═════ DATA SHOWN ═════

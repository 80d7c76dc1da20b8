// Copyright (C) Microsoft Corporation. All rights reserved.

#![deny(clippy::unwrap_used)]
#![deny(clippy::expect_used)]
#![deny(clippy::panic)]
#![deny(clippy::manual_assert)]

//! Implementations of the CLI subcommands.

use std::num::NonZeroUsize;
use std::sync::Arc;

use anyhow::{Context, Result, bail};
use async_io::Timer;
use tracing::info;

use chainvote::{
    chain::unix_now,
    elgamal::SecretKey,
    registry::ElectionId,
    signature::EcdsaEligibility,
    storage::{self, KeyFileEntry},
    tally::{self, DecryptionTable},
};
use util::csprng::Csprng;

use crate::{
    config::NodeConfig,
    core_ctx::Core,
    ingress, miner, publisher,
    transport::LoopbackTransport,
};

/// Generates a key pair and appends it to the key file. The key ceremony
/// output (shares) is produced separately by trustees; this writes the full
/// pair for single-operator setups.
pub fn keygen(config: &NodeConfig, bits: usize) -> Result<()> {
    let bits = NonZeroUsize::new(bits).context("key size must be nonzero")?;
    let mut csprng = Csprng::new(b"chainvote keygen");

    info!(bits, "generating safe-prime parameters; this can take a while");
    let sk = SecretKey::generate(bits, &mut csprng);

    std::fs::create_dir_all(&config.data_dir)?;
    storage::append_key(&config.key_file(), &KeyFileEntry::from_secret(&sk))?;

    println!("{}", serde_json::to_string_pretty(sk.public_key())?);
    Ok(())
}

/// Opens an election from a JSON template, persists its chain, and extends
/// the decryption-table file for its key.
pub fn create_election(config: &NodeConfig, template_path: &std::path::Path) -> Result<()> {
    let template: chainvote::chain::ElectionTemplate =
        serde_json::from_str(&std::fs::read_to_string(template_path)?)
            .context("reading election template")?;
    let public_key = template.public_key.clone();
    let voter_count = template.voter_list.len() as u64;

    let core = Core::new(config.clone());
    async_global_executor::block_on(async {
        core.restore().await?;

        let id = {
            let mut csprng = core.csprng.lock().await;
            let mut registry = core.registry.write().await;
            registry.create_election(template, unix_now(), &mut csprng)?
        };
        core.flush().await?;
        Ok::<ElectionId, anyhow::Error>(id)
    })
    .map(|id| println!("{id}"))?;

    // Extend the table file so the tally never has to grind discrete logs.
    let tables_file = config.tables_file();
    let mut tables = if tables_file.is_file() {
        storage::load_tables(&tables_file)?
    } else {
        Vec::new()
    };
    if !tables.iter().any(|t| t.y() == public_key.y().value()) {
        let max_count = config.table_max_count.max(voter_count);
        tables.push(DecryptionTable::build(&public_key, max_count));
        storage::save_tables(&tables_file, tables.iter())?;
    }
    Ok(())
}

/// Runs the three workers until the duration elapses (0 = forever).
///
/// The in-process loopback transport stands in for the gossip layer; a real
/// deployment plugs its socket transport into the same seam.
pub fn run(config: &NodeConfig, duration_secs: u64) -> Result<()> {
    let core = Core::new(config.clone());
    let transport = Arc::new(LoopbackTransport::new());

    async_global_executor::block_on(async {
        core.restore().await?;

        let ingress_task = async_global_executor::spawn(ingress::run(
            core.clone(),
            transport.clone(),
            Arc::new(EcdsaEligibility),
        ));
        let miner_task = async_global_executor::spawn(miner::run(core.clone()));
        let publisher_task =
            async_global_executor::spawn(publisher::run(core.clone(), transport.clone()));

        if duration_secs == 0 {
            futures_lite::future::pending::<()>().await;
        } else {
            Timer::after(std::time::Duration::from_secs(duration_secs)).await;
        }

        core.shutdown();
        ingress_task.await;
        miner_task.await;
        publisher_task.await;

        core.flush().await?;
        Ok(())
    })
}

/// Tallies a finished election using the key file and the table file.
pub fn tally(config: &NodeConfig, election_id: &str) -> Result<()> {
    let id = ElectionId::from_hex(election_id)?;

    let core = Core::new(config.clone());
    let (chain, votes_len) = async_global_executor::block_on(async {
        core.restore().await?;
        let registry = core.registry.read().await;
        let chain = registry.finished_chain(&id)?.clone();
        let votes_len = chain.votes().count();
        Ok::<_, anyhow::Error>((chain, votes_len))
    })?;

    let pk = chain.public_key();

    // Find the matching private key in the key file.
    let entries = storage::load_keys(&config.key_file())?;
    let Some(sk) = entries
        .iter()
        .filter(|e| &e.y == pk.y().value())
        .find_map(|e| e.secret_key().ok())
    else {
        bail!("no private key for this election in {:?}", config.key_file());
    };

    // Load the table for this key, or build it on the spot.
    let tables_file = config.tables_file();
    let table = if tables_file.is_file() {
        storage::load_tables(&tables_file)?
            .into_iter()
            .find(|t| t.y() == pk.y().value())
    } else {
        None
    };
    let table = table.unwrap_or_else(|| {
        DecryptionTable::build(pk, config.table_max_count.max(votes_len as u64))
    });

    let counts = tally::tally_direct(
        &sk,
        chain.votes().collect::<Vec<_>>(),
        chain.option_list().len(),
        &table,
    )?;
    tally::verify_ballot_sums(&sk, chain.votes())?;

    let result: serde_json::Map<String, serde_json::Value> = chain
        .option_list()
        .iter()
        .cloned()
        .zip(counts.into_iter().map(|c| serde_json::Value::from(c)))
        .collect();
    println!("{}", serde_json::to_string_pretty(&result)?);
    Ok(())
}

═════

ASSIGNMENT:
Beginning with the top line of the data above, output every line exactly until the one that contains "use std::num::NonZeroUsize;", and include that one too.

SOLVED PROBLEM:
repository 80d7c76dc1da20b8
// Copyright (C) Microsoft Corporation. All rights reserved.

#![deny(clippy::unwrap_used)]
#![deny(clippy::expect_used)]
#![deny(clippy::panic)]
#![deny(clippy::manual_assert)]

//! Implementations of the CLI subcommands.

use std::num::NonZeroUsize;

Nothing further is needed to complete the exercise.